> _Exercise directions_: Search the entries below for the word "state" and copy every line where it appears.

> _Data provided_:
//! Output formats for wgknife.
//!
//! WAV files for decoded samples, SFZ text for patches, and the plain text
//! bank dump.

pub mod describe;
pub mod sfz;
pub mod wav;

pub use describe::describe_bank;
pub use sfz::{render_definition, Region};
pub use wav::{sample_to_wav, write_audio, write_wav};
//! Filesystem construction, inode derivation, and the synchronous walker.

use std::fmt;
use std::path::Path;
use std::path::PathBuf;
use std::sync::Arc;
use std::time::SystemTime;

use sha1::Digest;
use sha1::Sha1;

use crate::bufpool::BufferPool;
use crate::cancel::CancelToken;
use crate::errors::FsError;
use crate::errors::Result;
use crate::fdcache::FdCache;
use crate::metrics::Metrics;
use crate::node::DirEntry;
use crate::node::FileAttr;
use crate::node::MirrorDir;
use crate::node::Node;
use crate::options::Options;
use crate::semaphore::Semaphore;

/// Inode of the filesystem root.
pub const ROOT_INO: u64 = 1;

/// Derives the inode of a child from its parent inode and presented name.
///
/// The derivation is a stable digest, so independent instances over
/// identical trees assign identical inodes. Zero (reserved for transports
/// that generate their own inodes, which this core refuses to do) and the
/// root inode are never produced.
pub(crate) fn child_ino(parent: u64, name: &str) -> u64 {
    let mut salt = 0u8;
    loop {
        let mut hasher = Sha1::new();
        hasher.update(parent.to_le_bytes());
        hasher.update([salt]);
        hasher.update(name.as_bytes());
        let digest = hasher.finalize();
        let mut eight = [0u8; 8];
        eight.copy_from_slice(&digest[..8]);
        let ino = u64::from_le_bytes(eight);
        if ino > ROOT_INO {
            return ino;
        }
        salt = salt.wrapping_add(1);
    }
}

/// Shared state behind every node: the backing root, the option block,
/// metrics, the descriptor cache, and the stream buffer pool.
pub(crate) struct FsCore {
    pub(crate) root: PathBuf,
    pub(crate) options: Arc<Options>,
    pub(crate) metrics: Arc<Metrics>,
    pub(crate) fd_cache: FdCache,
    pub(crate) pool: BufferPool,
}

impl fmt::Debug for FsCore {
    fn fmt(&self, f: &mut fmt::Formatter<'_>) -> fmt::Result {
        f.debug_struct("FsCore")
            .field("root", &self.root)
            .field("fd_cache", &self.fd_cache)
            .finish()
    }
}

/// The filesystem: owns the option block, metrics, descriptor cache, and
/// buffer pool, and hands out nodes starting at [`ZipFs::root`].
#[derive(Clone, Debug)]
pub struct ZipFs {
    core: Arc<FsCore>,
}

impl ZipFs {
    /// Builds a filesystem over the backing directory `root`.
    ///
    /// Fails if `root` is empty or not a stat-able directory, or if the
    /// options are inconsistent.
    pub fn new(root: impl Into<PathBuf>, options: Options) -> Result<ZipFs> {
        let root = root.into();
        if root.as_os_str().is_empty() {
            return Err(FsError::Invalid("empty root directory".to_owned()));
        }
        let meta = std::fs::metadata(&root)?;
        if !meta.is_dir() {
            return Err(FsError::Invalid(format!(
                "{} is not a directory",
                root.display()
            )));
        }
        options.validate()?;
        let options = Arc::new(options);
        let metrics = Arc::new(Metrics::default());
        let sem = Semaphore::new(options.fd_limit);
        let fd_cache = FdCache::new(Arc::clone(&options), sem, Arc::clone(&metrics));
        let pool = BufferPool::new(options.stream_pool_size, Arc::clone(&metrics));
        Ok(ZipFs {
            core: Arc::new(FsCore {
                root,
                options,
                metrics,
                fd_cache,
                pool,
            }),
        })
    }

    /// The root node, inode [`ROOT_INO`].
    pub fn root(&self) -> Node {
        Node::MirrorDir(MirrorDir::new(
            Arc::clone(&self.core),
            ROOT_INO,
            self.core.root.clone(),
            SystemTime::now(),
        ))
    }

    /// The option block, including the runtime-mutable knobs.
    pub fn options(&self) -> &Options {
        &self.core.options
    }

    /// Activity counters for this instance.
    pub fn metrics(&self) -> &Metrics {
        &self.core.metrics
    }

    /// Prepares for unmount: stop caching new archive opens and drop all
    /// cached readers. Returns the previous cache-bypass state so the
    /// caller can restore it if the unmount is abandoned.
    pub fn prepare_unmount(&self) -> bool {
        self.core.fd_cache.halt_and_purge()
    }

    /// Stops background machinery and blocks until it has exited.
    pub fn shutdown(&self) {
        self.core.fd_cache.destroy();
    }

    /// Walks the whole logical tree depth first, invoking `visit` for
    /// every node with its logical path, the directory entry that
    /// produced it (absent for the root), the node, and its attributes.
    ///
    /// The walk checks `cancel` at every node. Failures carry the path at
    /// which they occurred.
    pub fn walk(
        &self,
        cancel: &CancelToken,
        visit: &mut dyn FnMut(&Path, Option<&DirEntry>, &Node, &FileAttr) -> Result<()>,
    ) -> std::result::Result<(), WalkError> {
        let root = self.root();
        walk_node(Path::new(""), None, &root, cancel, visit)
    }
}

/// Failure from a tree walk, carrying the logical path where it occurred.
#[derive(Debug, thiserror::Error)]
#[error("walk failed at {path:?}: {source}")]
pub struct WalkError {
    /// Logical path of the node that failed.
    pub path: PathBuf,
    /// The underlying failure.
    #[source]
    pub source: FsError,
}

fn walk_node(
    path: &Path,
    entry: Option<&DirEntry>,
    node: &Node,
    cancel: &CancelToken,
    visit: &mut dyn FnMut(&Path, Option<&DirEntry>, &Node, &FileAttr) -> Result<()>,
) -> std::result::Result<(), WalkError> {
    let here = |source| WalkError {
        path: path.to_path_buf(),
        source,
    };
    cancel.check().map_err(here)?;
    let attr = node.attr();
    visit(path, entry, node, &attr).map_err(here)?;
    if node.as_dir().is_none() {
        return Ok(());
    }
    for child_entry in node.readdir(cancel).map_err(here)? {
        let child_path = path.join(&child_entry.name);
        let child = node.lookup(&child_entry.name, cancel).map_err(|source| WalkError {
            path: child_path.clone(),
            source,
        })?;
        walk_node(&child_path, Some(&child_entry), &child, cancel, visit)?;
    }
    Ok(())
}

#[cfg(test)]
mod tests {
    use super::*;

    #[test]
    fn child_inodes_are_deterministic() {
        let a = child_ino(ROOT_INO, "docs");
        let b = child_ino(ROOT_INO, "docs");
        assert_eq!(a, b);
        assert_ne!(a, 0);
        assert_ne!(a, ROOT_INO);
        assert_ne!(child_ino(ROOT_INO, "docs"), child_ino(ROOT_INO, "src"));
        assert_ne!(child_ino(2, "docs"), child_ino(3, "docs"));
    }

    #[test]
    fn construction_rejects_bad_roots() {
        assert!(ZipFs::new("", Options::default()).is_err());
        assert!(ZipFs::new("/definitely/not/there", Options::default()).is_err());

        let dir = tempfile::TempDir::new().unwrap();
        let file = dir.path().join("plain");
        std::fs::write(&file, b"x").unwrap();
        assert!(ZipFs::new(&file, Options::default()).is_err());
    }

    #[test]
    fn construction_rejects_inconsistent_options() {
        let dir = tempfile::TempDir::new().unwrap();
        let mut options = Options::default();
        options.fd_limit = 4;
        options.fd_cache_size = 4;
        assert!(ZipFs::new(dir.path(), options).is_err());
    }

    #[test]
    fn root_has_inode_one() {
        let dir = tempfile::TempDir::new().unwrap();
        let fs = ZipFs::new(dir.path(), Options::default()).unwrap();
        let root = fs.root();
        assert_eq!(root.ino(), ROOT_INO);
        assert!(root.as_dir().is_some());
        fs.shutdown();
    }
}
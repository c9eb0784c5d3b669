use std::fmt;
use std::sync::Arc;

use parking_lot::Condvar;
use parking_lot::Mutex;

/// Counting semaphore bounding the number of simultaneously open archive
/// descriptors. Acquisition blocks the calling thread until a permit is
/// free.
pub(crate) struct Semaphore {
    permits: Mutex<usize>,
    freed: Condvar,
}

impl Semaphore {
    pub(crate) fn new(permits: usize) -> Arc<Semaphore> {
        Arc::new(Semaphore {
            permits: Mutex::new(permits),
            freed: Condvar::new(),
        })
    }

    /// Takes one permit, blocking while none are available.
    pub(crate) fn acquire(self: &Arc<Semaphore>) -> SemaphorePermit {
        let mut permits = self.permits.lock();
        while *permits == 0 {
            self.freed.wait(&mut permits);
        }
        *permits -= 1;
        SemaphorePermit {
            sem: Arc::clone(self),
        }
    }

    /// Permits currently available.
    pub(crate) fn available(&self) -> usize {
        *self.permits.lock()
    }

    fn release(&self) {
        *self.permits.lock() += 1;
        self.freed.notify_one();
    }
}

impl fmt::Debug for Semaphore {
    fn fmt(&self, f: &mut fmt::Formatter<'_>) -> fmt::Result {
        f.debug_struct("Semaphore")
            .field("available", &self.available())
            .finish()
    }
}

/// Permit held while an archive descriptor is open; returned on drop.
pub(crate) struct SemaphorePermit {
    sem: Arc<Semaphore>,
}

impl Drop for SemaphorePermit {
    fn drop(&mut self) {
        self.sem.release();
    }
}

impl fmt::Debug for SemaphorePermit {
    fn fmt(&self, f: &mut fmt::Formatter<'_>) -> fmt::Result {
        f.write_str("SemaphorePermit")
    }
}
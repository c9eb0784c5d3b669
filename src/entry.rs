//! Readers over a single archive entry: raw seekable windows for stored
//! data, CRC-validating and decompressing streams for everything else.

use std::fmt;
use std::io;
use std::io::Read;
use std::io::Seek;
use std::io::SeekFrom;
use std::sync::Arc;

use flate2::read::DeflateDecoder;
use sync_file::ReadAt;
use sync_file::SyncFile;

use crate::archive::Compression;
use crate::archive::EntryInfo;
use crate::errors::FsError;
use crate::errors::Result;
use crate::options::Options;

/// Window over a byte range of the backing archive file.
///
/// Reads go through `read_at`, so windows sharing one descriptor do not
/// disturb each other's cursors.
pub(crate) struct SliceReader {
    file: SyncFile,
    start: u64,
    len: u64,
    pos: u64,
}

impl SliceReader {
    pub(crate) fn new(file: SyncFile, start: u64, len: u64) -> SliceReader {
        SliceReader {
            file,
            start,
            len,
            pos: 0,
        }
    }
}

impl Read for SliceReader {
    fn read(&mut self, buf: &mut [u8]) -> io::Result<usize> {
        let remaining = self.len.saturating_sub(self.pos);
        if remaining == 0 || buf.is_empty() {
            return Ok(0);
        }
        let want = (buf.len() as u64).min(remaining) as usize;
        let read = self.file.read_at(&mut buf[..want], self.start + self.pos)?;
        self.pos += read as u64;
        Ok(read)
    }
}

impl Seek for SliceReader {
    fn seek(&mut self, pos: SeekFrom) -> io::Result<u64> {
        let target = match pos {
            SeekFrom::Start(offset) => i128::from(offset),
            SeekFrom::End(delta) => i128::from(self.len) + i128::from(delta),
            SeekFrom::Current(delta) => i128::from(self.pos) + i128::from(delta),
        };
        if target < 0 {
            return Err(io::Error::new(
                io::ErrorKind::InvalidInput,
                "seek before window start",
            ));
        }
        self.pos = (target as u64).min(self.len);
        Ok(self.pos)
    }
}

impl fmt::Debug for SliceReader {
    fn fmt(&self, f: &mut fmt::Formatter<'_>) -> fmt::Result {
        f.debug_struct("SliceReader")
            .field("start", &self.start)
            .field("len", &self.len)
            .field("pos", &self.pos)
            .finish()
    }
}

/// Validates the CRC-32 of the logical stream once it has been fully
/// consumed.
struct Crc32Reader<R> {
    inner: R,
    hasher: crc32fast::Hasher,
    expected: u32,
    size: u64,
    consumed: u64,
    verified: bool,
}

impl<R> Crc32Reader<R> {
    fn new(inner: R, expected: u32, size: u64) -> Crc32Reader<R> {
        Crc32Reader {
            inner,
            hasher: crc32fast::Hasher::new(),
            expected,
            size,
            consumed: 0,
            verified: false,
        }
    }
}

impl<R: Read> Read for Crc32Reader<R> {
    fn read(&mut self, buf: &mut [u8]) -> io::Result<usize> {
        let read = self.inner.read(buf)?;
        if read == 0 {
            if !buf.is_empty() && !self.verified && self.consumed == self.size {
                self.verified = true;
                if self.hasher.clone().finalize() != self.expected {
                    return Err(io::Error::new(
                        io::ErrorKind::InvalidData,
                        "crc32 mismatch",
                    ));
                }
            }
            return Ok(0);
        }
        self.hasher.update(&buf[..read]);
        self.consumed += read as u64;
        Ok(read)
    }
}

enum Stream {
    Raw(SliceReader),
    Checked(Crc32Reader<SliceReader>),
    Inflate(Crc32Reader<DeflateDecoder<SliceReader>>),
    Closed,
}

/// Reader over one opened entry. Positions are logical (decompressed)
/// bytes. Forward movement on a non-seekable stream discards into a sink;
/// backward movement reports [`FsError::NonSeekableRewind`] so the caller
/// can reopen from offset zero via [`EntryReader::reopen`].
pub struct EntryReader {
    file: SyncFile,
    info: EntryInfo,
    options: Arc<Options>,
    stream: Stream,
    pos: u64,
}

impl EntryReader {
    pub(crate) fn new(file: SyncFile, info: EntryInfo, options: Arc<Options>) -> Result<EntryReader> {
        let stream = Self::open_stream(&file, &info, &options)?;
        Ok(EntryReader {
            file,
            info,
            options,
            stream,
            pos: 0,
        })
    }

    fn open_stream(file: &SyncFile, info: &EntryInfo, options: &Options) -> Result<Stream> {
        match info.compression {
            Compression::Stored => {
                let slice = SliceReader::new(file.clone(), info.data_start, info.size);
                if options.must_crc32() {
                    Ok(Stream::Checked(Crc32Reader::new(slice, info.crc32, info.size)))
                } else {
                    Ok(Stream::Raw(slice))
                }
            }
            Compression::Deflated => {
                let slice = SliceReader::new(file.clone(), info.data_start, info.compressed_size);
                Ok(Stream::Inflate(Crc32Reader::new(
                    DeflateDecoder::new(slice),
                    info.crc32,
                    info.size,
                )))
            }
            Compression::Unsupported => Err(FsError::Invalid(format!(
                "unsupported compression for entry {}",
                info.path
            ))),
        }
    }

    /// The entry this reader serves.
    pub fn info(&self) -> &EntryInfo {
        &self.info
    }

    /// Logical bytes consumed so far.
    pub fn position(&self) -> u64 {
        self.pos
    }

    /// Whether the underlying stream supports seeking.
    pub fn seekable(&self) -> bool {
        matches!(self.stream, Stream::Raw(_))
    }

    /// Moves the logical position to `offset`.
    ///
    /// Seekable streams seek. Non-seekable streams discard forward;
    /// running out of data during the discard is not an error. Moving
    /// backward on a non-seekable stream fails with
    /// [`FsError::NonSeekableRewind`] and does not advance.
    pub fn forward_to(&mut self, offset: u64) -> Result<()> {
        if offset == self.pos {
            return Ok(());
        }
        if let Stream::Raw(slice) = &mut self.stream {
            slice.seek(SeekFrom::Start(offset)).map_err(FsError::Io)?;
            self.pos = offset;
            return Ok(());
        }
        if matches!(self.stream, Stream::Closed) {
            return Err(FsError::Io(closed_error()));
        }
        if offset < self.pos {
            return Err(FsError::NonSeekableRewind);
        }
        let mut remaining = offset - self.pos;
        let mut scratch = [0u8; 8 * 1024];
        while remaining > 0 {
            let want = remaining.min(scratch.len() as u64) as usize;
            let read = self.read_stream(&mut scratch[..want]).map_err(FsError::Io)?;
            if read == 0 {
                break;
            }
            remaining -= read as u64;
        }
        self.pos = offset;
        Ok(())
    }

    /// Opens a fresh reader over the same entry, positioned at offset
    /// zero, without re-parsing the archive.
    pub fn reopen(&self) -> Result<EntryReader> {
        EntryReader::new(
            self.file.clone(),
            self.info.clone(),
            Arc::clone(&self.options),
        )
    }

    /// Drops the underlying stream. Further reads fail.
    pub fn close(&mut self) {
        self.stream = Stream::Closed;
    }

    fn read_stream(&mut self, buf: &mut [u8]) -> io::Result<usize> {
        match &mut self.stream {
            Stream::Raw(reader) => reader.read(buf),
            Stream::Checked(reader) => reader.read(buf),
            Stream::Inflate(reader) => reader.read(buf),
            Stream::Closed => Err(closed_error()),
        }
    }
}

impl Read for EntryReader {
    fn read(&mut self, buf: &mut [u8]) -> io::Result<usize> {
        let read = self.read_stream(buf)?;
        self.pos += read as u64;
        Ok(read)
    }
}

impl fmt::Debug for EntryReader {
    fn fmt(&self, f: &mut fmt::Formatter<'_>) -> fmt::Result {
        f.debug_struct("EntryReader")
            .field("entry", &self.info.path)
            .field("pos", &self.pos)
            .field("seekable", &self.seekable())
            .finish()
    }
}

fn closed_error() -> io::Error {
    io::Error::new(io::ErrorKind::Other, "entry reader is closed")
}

> _Result_:
/// Shared state behind every node: the backing root, the option block,
    /// cached readers. Returns the previous cache-bypass state so the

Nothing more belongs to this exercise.